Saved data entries
────────
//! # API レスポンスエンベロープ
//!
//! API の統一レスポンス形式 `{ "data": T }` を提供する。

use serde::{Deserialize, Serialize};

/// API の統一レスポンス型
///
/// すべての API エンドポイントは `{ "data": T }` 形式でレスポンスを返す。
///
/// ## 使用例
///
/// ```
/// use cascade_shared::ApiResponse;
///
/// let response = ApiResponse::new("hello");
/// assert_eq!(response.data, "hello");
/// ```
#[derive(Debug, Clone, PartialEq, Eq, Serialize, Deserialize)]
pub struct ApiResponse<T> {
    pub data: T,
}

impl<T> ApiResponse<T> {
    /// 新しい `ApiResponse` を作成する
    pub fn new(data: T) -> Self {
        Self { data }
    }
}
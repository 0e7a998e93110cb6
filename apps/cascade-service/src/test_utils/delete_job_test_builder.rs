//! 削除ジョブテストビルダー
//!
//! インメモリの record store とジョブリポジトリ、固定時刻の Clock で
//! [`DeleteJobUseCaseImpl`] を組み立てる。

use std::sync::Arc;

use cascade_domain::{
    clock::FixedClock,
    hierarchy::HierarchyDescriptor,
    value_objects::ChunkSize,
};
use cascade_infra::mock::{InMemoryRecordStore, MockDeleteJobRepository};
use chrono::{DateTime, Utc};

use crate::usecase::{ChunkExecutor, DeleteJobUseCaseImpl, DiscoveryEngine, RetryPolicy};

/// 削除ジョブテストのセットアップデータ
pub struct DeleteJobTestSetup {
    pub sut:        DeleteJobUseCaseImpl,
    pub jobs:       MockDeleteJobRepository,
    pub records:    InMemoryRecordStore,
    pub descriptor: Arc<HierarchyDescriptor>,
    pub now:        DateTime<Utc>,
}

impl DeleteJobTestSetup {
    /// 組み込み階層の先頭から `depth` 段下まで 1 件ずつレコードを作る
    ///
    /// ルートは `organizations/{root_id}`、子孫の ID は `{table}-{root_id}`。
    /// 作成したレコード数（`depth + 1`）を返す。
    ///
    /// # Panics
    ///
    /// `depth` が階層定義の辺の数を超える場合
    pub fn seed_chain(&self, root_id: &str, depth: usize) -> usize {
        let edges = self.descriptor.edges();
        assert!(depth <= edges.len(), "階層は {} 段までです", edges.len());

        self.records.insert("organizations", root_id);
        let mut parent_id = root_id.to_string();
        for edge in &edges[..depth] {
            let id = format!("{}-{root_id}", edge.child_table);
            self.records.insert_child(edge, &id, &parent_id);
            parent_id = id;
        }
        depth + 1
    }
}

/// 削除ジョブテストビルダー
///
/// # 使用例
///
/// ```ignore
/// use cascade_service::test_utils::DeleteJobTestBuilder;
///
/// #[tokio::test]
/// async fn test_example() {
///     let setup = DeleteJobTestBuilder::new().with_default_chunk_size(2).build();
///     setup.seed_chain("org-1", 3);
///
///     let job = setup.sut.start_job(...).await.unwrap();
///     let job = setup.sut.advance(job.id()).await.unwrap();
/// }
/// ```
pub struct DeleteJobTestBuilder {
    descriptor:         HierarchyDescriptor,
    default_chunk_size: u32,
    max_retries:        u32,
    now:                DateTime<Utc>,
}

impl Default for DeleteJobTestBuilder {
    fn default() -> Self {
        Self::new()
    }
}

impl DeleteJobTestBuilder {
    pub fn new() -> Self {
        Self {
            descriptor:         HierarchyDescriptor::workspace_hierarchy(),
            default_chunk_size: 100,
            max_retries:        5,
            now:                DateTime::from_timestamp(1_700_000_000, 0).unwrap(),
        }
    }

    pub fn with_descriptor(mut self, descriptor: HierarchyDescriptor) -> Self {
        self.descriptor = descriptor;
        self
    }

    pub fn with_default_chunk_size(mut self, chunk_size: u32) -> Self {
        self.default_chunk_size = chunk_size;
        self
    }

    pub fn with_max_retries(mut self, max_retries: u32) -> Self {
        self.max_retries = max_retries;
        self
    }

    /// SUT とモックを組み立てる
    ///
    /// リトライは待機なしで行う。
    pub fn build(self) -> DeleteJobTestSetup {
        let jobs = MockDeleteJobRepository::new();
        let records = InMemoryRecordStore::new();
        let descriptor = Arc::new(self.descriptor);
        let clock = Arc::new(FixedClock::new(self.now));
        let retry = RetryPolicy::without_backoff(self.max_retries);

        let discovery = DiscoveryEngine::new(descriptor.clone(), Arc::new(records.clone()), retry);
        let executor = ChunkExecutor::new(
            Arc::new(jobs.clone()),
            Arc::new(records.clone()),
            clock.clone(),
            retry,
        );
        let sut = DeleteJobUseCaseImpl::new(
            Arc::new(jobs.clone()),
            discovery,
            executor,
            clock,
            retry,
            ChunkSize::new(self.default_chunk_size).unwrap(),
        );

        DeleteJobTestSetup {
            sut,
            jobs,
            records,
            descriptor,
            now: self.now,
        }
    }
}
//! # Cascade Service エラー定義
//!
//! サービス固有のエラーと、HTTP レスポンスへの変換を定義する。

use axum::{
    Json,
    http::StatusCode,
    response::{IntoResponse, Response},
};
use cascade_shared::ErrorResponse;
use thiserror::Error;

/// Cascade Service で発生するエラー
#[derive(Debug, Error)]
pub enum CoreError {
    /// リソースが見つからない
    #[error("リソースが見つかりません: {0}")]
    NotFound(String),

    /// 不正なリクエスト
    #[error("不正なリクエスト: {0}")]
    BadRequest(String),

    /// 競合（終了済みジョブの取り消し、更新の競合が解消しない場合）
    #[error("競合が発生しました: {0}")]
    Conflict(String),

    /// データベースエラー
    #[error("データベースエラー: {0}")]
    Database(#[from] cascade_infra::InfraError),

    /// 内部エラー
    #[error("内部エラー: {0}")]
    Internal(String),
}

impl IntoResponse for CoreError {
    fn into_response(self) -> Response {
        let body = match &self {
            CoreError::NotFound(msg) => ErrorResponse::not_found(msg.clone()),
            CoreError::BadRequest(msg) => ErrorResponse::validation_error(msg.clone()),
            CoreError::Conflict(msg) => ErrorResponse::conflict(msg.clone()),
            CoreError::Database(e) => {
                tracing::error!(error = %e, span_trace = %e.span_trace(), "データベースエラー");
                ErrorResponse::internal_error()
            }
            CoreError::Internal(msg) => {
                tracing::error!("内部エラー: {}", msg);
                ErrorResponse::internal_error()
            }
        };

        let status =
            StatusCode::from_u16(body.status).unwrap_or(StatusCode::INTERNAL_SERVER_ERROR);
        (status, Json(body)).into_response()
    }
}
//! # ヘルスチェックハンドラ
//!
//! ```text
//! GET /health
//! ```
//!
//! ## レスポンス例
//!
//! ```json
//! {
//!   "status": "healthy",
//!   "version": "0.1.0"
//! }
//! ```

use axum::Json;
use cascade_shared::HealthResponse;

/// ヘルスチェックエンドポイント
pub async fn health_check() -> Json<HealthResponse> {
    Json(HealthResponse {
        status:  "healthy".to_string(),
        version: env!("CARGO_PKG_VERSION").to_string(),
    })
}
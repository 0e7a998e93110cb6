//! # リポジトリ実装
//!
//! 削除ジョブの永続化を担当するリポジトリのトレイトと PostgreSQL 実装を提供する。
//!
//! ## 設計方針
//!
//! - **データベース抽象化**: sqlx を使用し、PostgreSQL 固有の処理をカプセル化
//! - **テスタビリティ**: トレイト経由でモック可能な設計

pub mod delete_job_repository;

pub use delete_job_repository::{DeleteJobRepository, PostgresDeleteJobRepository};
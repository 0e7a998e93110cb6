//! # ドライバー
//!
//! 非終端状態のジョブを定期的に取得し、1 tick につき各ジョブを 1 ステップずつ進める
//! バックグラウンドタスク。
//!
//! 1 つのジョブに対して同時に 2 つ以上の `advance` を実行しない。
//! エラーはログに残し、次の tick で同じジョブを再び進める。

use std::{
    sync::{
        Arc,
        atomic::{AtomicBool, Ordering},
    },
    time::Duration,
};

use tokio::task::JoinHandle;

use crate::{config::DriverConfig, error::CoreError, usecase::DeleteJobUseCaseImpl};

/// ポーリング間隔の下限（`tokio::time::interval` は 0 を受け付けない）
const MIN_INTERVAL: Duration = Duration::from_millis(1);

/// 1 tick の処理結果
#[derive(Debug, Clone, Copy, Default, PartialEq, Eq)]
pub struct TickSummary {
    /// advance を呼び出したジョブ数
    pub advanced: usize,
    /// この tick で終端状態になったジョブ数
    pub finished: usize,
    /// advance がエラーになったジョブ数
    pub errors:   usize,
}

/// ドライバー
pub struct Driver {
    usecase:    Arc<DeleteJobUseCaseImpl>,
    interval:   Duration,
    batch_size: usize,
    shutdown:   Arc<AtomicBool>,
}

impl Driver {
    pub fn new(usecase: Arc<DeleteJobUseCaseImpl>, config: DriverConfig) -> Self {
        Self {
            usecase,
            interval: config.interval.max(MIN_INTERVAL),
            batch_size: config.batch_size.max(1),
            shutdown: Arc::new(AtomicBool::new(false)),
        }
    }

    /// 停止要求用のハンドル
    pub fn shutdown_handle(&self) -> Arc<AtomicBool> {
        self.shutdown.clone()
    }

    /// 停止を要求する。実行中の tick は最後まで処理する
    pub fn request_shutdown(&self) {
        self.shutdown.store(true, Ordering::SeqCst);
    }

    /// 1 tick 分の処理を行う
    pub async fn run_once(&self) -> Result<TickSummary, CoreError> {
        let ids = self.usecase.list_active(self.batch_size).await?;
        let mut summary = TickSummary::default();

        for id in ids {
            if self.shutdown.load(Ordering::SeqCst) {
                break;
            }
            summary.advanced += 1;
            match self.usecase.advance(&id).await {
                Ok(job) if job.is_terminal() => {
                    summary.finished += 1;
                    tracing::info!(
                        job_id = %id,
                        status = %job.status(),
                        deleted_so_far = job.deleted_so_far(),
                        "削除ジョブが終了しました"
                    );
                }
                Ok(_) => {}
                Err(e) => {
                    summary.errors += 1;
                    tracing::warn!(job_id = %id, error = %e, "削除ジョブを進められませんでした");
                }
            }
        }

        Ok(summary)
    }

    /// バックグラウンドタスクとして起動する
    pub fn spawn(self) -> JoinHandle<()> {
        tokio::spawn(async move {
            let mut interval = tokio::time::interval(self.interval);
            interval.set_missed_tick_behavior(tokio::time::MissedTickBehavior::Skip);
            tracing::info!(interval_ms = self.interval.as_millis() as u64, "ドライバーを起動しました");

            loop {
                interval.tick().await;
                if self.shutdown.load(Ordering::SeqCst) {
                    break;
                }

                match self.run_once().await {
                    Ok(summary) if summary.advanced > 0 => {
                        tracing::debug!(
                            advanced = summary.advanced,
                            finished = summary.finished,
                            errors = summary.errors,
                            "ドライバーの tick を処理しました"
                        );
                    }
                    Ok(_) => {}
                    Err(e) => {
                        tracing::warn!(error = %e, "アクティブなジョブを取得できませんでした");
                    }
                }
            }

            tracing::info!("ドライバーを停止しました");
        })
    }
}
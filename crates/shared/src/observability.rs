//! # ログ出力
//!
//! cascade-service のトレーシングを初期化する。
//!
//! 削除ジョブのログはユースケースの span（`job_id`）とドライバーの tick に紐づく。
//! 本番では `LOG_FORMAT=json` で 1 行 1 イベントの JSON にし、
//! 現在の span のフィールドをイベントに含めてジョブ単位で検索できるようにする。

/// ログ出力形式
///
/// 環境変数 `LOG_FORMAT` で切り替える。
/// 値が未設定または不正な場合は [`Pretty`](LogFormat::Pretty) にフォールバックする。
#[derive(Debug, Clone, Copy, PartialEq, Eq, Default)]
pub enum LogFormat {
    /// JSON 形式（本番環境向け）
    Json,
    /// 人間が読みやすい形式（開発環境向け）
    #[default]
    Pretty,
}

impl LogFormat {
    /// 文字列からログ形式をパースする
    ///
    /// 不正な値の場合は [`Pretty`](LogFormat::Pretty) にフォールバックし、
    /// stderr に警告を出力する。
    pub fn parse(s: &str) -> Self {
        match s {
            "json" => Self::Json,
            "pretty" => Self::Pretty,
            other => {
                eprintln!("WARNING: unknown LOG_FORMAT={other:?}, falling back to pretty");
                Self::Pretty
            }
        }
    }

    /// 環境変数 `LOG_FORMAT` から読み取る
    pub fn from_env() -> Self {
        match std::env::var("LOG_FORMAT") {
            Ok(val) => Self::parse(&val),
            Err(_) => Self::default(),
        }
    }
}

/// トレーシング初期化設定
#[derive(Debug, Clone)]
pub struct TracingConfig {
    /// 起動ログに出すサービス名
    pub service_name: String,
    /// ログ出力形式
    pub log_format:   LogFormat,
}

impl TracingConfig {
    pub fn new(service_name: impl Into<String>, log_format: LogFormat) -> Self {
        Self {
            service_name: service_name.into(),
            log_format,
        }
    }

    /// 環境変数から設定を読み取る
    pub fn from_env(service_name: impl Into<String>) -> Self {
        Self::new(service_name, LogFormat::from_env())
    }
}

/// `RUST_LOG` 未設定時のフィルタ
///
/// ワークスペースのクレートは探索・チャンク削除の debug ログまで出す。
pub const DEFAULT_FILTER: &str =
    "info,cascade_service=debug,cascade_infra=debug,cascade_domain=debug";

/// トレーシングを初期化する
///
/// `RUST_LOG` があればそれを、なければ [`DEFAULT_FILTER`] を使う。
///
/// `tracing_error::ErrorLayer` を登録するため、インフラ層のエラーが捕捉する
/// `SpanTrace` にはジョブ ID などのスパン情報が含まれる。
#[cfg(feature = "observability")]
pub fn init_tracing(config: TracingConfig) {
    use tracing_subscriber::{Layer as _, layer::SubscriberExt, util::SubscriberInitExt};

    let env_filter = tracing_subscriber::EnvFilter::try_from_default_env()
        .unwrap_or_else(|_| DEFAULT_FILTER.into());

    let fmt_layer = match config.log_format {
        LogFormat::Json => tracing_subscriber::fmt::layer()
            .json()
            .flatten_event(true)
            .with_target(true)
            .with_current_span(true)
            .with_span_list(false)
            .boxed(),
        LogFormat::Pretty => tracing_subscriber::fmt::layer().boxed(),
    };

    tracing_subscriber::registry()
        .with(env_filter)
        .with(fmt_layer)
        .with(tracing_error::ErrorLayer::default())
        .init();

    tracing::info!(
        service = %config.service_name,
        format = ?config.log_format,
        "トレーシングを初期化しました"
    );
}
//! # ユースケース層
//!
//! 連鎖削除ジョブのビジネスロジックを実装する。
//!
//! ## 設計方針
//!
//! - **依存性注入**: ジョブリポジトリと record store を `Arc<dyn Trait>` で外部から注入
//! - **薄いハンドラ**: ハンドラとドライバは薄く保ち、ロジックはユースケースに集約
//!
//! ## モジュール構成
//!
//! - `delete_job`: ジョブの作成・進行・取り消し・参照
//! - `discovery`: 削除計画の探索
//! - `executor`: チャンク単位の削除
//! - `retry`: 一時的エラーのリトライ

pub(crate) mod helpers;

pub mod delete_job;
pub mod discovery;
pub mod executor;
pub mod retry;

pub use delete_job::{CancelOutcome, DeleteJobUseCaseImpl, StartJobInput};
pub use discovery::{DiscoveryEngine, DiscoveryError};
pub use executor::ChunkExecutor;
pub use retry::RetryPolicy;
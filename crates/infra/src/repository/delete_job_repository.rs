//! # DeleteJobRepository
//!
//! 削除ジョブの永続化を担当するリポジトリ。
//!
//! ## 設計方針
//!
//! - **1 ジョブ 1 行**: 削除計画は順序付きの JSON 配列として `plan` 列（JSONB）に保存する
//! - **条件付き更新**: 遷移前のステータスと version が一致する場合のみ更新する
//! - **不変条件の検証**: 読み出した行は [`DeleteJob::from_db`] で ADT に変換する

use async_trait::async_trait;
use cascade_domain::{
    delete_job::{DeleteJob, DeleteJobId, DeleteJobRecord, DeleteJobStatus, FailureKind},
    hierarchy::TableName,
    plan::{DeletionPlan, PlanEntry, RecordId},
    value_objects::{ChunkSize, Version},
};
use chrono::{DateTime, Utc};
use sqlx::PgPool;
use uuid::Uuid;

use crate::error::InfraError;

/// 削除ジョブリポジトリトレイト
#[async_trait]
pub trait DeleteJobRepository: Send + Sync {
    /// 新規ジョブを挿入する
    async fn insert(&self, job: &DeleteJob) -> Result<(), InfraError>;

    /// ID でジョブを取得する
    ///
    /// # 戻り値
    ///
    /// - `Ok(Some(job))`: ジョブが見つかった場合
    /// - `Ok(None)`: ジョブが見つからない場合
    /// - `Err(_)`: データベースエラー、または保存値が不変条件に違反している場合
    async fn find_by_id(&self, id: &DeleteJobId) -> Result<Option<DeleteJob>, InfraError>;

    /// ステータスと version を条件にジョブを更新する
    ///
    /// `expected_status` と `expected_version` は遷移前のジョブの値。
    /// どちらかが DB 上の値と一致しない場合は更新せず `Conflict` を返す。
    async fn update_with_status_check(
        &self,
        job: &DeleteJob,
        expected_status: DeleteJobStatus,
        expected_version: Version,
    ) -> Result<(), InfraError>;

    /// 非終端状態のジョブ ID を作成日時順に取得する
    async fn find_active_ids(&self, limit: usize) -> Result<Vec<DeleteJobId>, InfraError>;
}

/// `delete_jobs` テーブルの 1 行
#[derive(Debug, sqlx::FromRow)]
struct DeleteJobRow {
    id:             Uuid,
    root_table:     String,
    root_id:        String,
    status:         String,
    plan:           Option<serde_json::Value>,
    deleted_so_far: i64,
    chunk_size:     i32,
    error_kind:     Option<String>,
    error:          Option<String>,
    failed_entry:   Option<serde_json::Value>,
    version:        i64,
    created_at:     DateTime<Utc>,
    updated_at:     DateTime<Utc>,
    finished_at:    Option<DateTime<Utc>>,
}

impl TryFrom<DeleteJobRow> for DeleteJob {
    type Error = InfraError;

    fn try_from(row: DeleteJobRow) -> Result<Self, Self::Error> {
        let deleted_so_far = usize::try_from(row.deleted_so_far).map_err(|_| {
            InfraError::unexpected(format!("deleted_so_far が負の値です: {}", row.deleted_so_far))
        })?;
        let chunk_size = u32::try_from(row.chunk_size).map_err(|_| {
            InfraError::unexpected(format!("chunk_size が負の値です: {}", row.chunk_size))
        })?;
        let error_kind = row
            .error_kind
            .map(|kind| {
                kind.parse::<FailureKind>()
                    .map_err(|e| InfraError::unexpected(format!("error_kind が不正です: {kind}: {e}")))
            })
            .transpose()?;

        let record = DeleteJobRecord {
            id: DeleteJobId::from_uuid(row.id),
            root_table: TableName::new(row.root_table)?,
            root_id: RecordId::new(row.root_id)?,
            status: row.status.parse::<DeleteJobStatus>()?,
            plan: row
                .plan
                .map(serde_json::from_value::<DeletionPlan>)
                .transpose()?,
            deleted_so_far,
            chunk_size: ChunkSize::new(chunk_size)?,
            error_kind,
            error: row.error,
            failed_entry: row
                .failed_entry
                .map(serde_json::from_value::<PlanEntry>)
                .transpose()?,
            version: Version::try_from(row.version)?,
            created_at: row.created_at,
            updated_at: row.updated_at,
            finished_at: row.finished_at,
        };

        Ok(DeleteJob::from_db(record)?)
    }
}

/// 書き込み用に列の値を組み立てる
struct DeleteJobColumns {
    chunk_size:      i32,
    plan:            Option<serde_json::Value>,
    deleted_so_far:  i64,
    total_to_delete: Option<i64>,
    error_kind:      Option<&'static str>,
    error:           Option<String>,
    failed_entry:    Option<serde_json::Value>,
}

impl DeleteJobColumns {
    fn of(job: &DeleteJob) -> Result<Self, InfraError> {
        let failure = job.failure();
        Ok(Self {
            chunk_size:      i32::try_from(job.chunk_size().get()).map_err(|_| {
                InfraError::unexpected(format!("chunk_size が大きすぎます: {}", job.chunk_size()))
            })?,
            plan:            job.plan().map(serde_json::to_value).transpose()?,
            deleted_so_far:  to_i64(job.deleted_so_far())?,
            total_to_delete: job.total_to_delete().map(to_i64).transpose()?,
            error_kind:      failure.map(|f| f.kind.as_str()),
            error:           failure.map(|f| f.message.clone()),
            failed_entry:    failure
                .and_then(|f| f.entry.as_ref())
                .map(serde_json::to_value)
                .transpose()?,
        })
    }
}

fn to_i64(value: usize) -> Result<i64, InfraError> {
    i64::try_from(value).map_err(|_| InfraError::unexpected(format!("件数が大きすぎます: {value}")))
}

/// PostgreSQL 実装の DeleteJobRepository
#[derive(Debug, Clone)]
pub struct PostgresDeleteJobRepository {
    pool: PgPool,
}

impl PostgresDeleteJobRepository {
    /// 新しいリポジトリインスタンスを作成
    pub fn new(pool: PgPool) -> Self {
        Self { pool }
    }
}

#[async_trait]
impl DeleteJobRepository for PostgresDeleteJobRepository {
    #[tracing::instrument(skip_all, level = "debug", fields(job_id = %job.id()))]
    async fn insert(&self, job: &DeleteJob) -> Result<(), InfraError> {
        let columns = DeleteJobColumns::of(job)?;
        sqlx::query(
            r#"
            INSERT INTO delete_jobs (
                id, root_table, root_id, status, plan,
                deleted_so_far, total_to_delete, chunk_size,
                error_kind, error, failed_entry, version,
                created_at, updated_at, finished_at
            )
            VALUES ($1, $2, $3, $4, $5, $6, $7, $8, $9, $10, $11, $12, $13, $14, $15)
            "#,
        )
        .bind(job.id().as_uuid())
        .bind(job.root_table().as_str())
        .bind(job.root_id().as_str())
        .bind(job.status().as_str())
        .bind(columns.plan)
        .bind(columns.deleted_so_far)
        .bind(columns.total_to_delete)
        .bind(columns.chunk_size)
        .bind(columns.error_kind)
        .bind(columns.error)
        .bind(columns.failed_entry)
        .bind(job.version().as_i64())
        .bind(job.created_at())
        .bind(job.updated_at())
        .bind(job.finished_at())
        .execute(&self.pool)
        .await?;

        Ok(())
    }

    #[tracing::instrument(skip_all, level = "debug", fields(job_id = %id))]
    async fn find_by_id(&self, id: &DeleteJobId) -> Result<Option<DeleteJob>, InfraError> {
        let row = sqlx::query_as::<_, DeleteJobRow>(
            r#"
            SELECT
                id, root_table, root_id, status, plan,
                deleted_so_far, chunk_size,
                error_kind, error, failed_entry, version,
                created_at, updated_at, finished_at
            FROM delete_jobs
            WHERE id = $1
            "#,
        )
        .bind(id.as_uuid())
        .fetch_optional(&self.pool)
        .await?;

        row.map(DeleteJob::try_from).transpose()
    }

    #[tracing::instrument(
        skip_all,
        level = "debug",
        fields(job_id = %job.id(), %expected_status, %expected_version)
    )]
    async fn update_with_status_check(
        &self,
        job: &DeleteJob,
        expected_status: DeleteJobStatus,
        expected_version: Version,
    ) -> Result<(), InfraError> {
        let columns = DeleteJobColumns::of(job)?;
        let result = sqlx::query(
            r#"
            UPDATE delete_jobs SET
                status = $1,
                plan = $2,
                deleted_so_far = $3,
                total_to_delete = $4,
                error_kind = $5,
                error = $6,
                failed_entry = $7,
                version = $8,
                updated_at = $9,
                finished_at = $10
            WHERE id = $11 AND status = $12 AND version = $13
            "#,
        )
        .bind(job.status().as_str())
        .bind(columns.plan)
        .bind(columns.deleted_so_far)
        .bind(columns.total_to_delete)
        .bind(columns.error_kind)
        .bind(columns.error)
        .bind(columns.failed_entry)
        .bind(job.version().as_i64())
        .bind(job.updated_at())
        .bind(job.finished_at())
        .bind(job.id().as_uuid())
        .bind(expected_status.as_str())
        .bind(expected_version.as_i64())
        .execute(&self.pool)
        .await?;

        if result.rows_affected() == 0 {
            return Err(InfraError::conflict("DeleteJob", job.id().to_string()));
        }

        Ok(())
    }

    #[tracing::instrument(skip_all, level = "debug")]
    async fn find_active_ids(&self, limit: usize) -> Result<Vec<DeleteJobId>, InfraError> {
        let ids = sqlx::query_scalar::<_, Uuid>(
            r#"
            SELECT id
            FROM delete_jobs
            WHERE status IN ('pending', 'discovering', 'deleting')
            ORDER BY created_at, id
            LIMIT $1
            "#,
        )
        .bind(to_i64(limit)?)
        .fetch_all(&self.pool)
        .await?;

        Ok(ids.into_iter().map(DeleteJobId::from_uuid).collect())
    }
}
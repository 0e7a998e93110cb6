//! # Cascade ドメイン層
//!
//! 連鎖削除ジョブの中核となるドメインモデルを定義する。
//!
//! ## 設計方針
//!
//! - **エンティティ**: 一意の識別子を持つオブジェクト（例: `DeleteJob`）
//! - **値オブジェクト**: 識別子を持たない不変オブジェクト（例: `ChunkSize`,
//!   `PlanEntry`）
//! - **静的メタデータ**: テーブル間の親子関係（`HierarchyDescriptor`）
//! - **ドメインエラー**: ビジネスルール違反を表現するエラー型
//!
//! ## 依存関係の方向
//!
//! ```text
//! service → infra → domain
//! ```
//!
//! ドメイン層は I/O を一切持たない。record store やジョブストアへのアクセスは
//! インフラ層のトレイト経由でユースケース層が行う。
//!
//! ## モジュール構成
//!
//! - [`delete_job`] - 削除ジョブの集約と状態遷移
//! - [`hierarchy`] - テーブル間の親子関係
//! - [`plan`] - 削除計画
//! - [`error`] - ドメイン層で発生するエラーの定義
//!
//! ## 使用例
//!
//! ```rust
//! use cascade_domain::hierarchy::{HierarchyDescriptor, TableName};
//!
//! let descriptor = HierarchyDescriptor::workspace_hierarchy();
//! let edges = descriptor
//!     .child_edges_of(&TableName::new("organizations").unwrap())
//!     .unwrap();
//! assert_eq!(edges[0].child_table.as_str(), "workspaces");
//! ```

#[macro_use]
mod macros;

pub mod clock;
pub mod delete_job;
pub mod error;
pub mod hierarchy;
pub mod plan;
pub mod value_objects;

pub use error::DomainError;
────────
▶ [Assigned task] In how many lines of the data does the string "PostgresDeleteJobRepository" appear? Give only the number.

▶ [Answer space] 4